- [What you need to do] Print each record below character for character.

======== Records shown ========

use serde::{Deserialize, Serialize};
use sqlx::FromRow;

#[derive(Debug, Clone, PartialEq, Eq, FromRow, Serialize, Deserialize)]
pub struct User {
    pub id: i64,
    pub name: String,
    pub email: String,
}

/// A creation payload that has already passed `validate_user_data`.
#[derive(Debug, Clone, PartialEq, Eq, Serialize, Deserialize)]
pub struct UserCreate {
    pub name: String,
    pub email: String,
}

/// Public view of a user. The row id is never exposed.
#[derive(Debug, Clone, PartialEq, Eq, Serialize, Deserialize)]
pub struct UserResponse {
    pub name: String,
    pub email: String,
}

impl From<User> for UserResponse {
    fn from(user: User) -> Self {
        Self {
            name: user.name,
            email: user.email,
        }
    }
}

impl std::fmt::Display for User {
    fn fmt(&self, f: &mut std::fmt::Formatter<'_>) -> std::fmt::Result {
        write!(f, "<User {}>", self.name)
    }
}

========

- [Your response]
use serde::{Deserialize, Serialize};
use sqlx::FromRow;

#[derive(Debug, Clone, PartialEq, Eq, FromRow, Serialize, Deserialize)]
pub struct User {
    pub id: i64,
    pub name: String,
    pub email: String,
}

/// A creation payload that has already passed `validate_user_data`.
#[derive(Debug, Clone, PartialEq, Eq, Serialize, Deserialize)]
pub struct UserCreate {
    pub name: String,
    pub email: String,
}

/// Public view of a user. The row id is never exposed.
#[derive(Debug, Clone, PartialEq, Eq, Serialize, Deserialize)]
pub struct UserResponse {
    pub name: String,
    pub email: String,
}

impl From<User> for UserResponse {
    fn from(user: User) -> Self {
        Self {
            name: user.name,
            email: user.email,
        }
    }
}

impl std::fmt::Display for User {
    fn fmt(&self, f: &mut std::fmt::Formatter<'_>) -> std::fmt::Result {
        write!(f, "<User {}>", self.name)
    }
}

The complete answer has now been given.